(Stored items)
● ● ● ●

//! Curve transformation utilities.
//!
//! This module provides wrappers around existing curves that apply transformations:
//!
//! - [`ShiftedCurve`]: Applies a constant parallel shift to rates
//! - [`ScaledCurve`]: Scales all rates by a constant factor
//! - [`BlendedCurve`]: Blends two curves with configurable weights
//!
//! # Motivation
//!
//! These utilities are essential for:
//! - **Spread calculations**: Z-spread, OAS add constant spreads to curves
//! - **Risk sensitivity**: Parallel shifts for duration/convexity calculations
//! - **Scenario analysis**: Stress testing with various rate environments
//!
//! # Example
//!
//! ```rust
//! use cds_curves::curves::shifted::ShiftedCurve;
//! use cds_curves::traits::Curve;
//! use cds_curves::curves::DiscountCurveBuilder;
//! use cds_core::types::Date;
//!
//! let ref_date = Date::from_ymd(2025, 1, 1).unwrap();
//! let base_curve = DiscountCurveBuilder::new(ref_date)
//!     .add_pillar(1.0, 0.95)
//!     .add_pillar(5.0, 0.75)
//!     .build()
//!     .unwrap();
//!
//! // Create a curve with +50bp parallel shift
//! let shifted = ShiftedCurve::new(&base_curve, 0.0050);
//!
//! // Discount factors will be lower (higher rates)
//! let base_df = base_curve.discount_factor(1.0).unwrap();
//! let shifted_df = shifted.discount_factor(1.0).unwrap();
//! assert!(shifted_df < base_df);
//! ```

use cds_core::types::Date;

use crate::compounding::Compounding;
use crate::error::CurveResult;
use crate::traits::Curve;

/// A curve wrapper that applies a constant spread to all rates.
///
/// The spread is applied to the continuous zero rate:
/// `r_shifted = r_base + spread`
///
/// Which results in discount factors:
/// `DF_shifted(t) = DF_base(t) * exp(-spread * t)`
///
/// # Use Cases
///
/// - **Z-spread calculation**: Find spread that equates PV to market price
/// - **OAS calculation**: Spread over option-adjusted tree
/// - **Risk sensitivity**: Parallel yield curve shifts for duration/convexity
/// - **Scenario analysis**: Stress testing rate environments
///
/// # Example
///
/// ```rust
/// use cds_curves::curves::shifted::ShiftedCurve;
/// use cds_curves::traits::Curve;
/// use cds_curves::curves::DiscountCurveBuilder;
/// use cds_core::types::Date;
///
/// let ref_date = Date::from_ymd(2025, 1, 1).unwrap();
/// let base = DiscountCurveBuilder::new(ref_date)
///     .add_pillar(1.0, 0.95)
///     .add_pillar(2.0, 0.90)
///     .build()
///     .unwrap();
///
/// let shifted = ShiftedCurve::new(&base, 0.01); // +100 bps
/// let df = shifted.discount_factor(1.0).unwrap();
/// ```
pub struct ShiftedCurve<'a, C: Curve + ?Sized> {
    base: &'a C,
    spread: f64,
}

impl<'a, C: Curve + ?Sized> ShiftedCurve<'a, C> {
    /// Creates a new shifted curve.
    ///
    /// # Arguments
    ///
    /// * `base` - The underlying curve
    /// * `spread` - The spread to add (as decimal, e.g., 0.01 for 100 bps)
    pub fn new(base: &'a C, spread: f64) -> Self {
        Self { base, spread }
    }

    /// Returns the spread applied to this curve.
    pub fn spread(&self) -> f64 {
        self.spread
    }

    /// Returns a reference to the base curve.
    pub fn base(&self) -> &C {
        self.base
    }

    /// Creates a new shifted curve with a different spread.
    pub fn with_spread(&self, spread: f64) -> ShiftedCurve<'a, C> {
        ShiftedCurve {
            base: self.base,
            spread,
        }
    }
}

impl<C: Curve + ?Sized> Curve for ShiftedCurve<'_, C> {
    fn discount_factor(&self, t: f64) -> CurveResult<f64> {
        let base_df = self.base.discount_factor(t)?;

        if t <= 0.0 {
            return Ok(base_df);
        }

        // Apply spread: DF_shifted = DF_base * exp(-spread * t)
        let adjustment = (-self.spread * t).exp();
        Ok(base_df * adjustment)
    }

    fn zero_rate(&self, t: f64, compounding: Compounding) -> CurveResult<f64> {
        // For continuous compounding, simply add the spread
        let base_rate = self.base.zero_rate(t, compounding)?;

        if compounding == Compounding::Continuous {
            Ok(base_rate + self.spread)
        } else {
            // For other compounding, compute from shifted DF
            let df = self.discount_factor(t)?;
            Ok(compounding.zero_rate(df, t))
        }
    }

    fn forward_rate(&self, t1: f64, t2: f64) -> CurveResult<f64> {
        if t2 <= t1 {
            return Ok(0.0);
        }

        let df1 = self.discount_factor(t1)?;
        let df2 = self.discount_factor(t2)?;

        if df2 <= 0.0 {
            return Ok(0.0);
        }

        let tau = t2 - t1;
        Ok((df1 / df2 - 1.0) / tau)
    }

    fn instantaneous_forward(&self, t: f64) -> CurveResult<f64> {
        // Instantaneous forward = base forward + spread
        let base_inst = self.base.instantaneous_forward(t)?;
        Ok(base_inst + self.spread)
    }

    fn reference_date(&self) -> Date {
        self.base.reference_date()
    }

    fn max_date(&self) -> Date {
        self.base.max_date()
    }
}

/// A curve that scales all rates by a constant factor.
///
/// This is useful for multiplicative stress scenarios.
///
/// # Formula
///
/// For continuous compounding:
/// - `r_scaled = r_base * factor`
/// - `DF_scaled = DF_base^factor`
///
/// # Example
///
/// ```rust
/// use cds_curves::curves::shifted::ScaledCurve;
/// use cds_curves::traits::Curve;
/// use cds_curves::curves::DiscountCurveBuilder;
/// use cds_core::types::Date;
///
/// let ref_date = Date::from_ymd(2025, 1, 1).unwrap();
/// let base = DiscountCurveBuilder::new(ref_date)
///     .add_pillar(1.0, 0.95)
///     .add_pillar(2.0, 0.90)
///     .build()
///     .unwrap();
///
/// // Scale rates by 1.5x (50% increase)
/// let scaled = ScaledCurve::new(&base, 1.5);
/// ```
pub struct ScaledCurve<'a, C: Curve + ?Sized> {
    base: &'a C,
    factor: f64,
}

impl<'a, C: Curve + ?Sized> ScaledCurve<'a, C> {
    /// Creates a new scaled curve.
    ///
    /// # Arguments
    ///
    /// * `base` - The underlying curve
    /// * `factor` - The scaling factor (e.g., 1.1 for +10%)
    pub fn new(base: &'a C, factor: f64) -> Self {
        Self { base, factor }
    }

    /// Returns the scaling factor.
    pub fn factor(&self) -> f64 {
        self.factor
    }

    /// Returns a reference to the base curve.
    pub fn base(&self) -> &C {
        self.base
    }
}

impl<C: Curve + ?Sized> Curve for ScaledCurve<'_, C> {
    fn discount_factor(&self, t: f64) -> CurveResult<f64> {
        // Scale the continuous zero rate, then convert back to DF
        // r_scaled = r_base * factor
        // DF_scaled = exp(-r_scaled * t) = DF_base^factor
        let base_df = self.base.discount_factor(t)?;

        if base_df <= 0.0 {
            return Ok(0.0);
        }

        Ok(base_df.powf(self.factor))
    }

    fn reference_date(&self) -> Date {
        self.base.reference_date()
    }

    fn max_date(&self) -> Date {
        self.base.max_date()
    }
}

/// A curve composed of two curves with a blend function.
///
/// Useful for transition scenarios between different rate environments.
///
/// # Formula
///
/// `DF = DF1^weight1 * DF2^(1-weight1)` (geometric blend)
///
/// This is equivalent to:
/// `r = weight1 * r1 + (1-weight1) * r2` (arithmetic blend of rates)
///
/// # Example
///
/// ```rust
/// use cds_curves::curves::shifted::BlendedCurve;
/// use cds_curves::traits::Curve;
/// use cds_curves::curves::DiscountCurveBuilder;
/// use cds_core::types::Date;
///
/// let ref_date = Date::from_ymd(2025, 1, 1).unwrap();
///
/// let curve1 = DiscountCurveBuilder::new(ref_date)
///     .add_pillar(1.0, 0.96)
///     .add_pillar(2.0, 0.92)
///     .build()
///     .unwrap();
///
/// let curve2 = DiscountCurveBuilder::new(ref_date)
///     .add_pillar(1.0, 0.94)
///     .add_pillar(2.0, 0.88)
///     .build()
///     .unwrap();
///
/// // 50% weight to each curve
/// let blended = BlendedCurve::new(&curve1, &curve2, 0.5);
/// ```
pub struct BlendedCurve<'a, C1: Curve + ?Sized, C2: Curve + ?Sized> {
    curve1: &'a C1,
    curve2: &'a C2,
    weight1: f64,
}

impl<'a, C1: Curve + ?Sized, C2: Curve + ?Sized> BlendedCurve<'a, C1, C2> {
    /// Creates a new blended curve.
    ///
    /// # Arguments
    ///
    /// * `curve1` - First curve
    /// * `curve2` - Second curve
    /// * `weight1` - Weight for first curve (0.0 to 1.0)
    ///
    /// The result is: `DF = DF1^weight1 * DF2^(1-weight1)`
    pub fn new(curve1: &'a C1, curve2: &'a C2, weight1: f64) -> Self {
        Self {
            curve1,
            curve2,
            weight1: weight1.clamp(0.0, 1.0),
        }
    }

    /// Returns the weight of the first curve.
    pub fn weight1(&self) -> f64 {
        self.weight1
    }

    /// Returns the weight of the second curve.
    pub fn weight2(&self) -> f64 {
        1.0 - self.weight1
    }
}

impl<C1: Curve + ?Sized, C2: Curve + ?Sized> Curve for BlendedCurve<'_, C1, C2> {
    fn discount_factor(&self, t: f64) -> CurveResult<f64> {
        let df1 = self.curve1.discount_factor(t)?;
        let df2 = self.curve2.discount_factor(t)?;

        if df1 <= 0.0 || df2 <= 0.0 {
            return Ok(0.0);
        }

        // Geometric blend: DF = DF1^w * DF2^(1-w)
        let weight2 = 1.0 - self.weight1;
        Ok(df1.powf(self.weight1) * df2.powf(weight2))
    }

    fn reference_date(&self) -> Date {
        self.curve1.reference_date()
    }

    fn max_date(&self) -> Date {
        // Use the minimum of the two max dates
        let max1 = self.curve1.max_date();
        let max2 = self.curve2.max_date();
        if max1 < max2 {
            max1
        } else {
            max2
        }
    }
}

#[cfg(test)]
mod tests {
    use super::*;
    use crate::curves::DiscountCurveBuilder;
    use approx::assert_relative_eq;

    fn create_flat_curve(rate: f64, ref_date: Date) -> impl Curve {
        DiscountCurveBuilder::new(ref_date)
            .add_pillar(0.25, (-rate * 0.25).exp())
            .add_pillar(0.5, (-rate * 0.5).exp())
            .add_pillar(1.0, (-rate * 1.0).exp())
            .add_pillar(2.0, (-rate * 2.0).exp())
            .add_pillar(5.0, (-rate * 5.0).exp())
            .add_pillar(10.0, (-rate * 10.0).exp())
            .with_extrapolation()
            .build()
            .unwrap()
    }

    #[test]
    fn test_shifted_curve_discount_factor() {
        let ref_date = Date::from_ymd(2025, 1, 1).unwrap();
        let base = create_flat_curve(0.05, ref_date);
        let shifted = ShiftedCurve::new(&base, 0.01); // +100 bps

        let t = 1.0;
        let base_df = base.discount_factor(t).unwrap();
        let shifted_df = shifted.discount_factor(t).unwrap();

        // DF_shifted = DF_base * exp(-spread * t)
        let expected = base_df * (-0.01 * t).exp();
        assert_relative_eq!(shifted_df, expected, epsilon = 1e-6);

        // Shifted DF should be lower (higher rate = more discounting)
        assert!(shifted_df < base_df);
    }

    #[test]
    fn test_shifted_curve_zero_rate() {
        let ref_date = Date::from_ymd(2025, 1, 1).unwrap();
        let base = create_flat_curve(0.05, ref_date);
        let shifted = ShiftedCurve::new(&base, 0.01);

        let base_rate = base.zero_rate(1.0, Compounding::Continuous).unwrap();
        let shifted_rate = shifted.zero_rate(1.0, Compounding::Continuous).unwrap();

        // Shifted rate should be ~1% higher
        assert_relative_eq!(shifted_rate - base_rate, 0.01, epsilon = 1e-4);
    }

    #[test]
    fn test_shifted_curve_negative_spread() {
        let ref_date = Date::from_ymd(2025, 1, 1).unwrap();
        let base = create_flat_curve(0.05, ref_date);
        let shifted = ShiftedCurve::new(&base, -0.02); // -200 bps

        let base_df = base.discount_factor(1.0).unwrap();
        let shifted_df = shifted.discount_factor(1.0).unwrap();

        // Negative spread = higher DF (less discounting)
        assert!(shifted_df > base_df);
    }

    #[test]
    fn test_shifted_curve_forward_rate() {
        let ref_date = Date::from_ymd(2025, 1, 1).unwrap();
        let base = create_flat_curve(0.05, ref_date);
        let shifted = ShiftedCurve::new(&base, 0.01);

        let base_fwd = base.forward_rate(1.0, 2.0).unwrap();
        let shifted_fwd = shifted.forward_rate(1.0, 2.0).unwrap();

        // Forward rate should also be higher
        assert!(shifted_fwd > base_fwd);
    }

    #[test]
    fn test_shifted_curve_reference_date() {
        let ref_date = Date::from_ymd(2025, 1, 1).unwrap();
        let base = create_flat_curve(0.05, ref_date);
        let shifted = ShiftedCurve::new(&base, 0.01);

        assert_eq!(shifted.reference_date(), ref_date);
    }

    #[test]
    fn test_scaled_curve() {
        let ref_date = Date::from_ymd(2025, 1, 1).unwrap();
        let base = create_flat_curve(0.05, ref_date);
        let scaled = ScaledCurve::new(&base, 1.5); // 50% higher rates

        let t = 1.0;
        let base_df = base.discount_factor(t).unwrap();
        let scaled_df = scaled.discount_factor(t).unwrap();

        // DF_scaled = DF_base^factor
        let expected = base_df.powf(1.5);
        assert_relative_eq!(scaled_df, expected, epsilon = 1e-6);

        // Higher rates = lower DF
        assert!(scaled_df < base_df);
    }

    #[test]
    fn test_blended_curve() {
        let ref_date = Date::from_ymd(2025, 1, 1).unwrap();
        let curve1 = create_flat_curve(0.04, ref_date);
        let curve2 = create_flat_curve(0.06, ref_date);
        let blended = BlendedCurve::new(&curve1, &curve2, 0.5); // Equal weight

        let t = 1.0;
        let df1 = curve1.discount_factor(t).unwrap();
        let df2 = curve2.discount_factor(t).unwrap();
        let blended_df = blended.discount_factor(t).unwrap();

        // Geometric mean
        let expected = (df1 * df2).sqrt();
        assert_relative_eq!(blended_df, expected, epsilon = 1e-6);

        // Blended should be between the two
        assert!(blended_df > df2); // df2 is lower (higher rate)
        assert!(blended_df < df1); // df1 is higher (lower rate)
    }

    #[test]
    fn test_with_spread() {
        let ref_date = Date::from_ymd(2025, 1, 1).unwrap();
        let base = create_flat_curve(0.05, ref_date);
        let shifted1 = ShiftedCurve::new(&base, 0.01);
        let shifted2 = shifted1.with_spread(0.02);

        assert_eq!(shifted1.spread(), 0.01);
        assert_eq!(shifted2.spread(), 0.02);
    }

    #[test]
    fn test_zero_time_no_shift() {
        let ref_date = Date::from_ymd(2025, 1, 1).unwrap();
        let base = create_flat_curve(0.05, ref_date);
        let shifted = ShiftedCurve::new(&base, 0.01);

        // At t=0, discount factor should be 1.0 (no shift effect)
        let base_df = base.discount_factor(0.0).unwrap();
        let shifted_df = shifted.discount_factor(0.0).unwrap();

        assert_relative_eq!(base_df, shifted_df, epsilon = 1e-10);
    }

    #[test]
    fn test_instantaneous_forward() {
        let ref_date = Date::from_ymd(2025, 1, 1).unwrap();
        let base = create_flat_curve(0.05, ref_date);
        let shifted = ShiftedCurve::new(&base, 0.01);

        let base_inst = base.instantaneous_forward(1.0).unwrap();
        let shifted_inst = shifted.instantaneous_forward(1.0).unwrap();

        // Instantaneous forward should also be shifted
        assert_relative_eq!(shifted_inst - base_inst, 0.01, epsilon = 1e-4);
    }
}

● ● ● ●

§ **Exercise**: Please return only the lines above, starting at the line that has "let shifted_df = shifted.discount_factor(0.0).unwrap();" and ending at the line that has "let shifted_inst = shifted.instantaneous_forward(1.0).unwrap();", keeping both and leaving each one unchanged.

§ **Task output**:
        let shifted_df = shifted.discount_factor(0.0).unwrap();

        assert_relative_eq!(base_df, shifted_df, epsilon = 1e-10);
    }

    #[test]
    fn test_instantaneous_forward() {
        let ref_date = Date::from_ymd(2025, 1, 1).unwrap();
        let base = create_flat_curve(0.05, ref_date);
        let shifted = ShiftedCurve::new(&base, 0.01);

        let base_inst = base.instantaneous_forward(1.0).unwrap();
        let shifted_inst = shifted.instantaneous_forward(1.0).unwrap();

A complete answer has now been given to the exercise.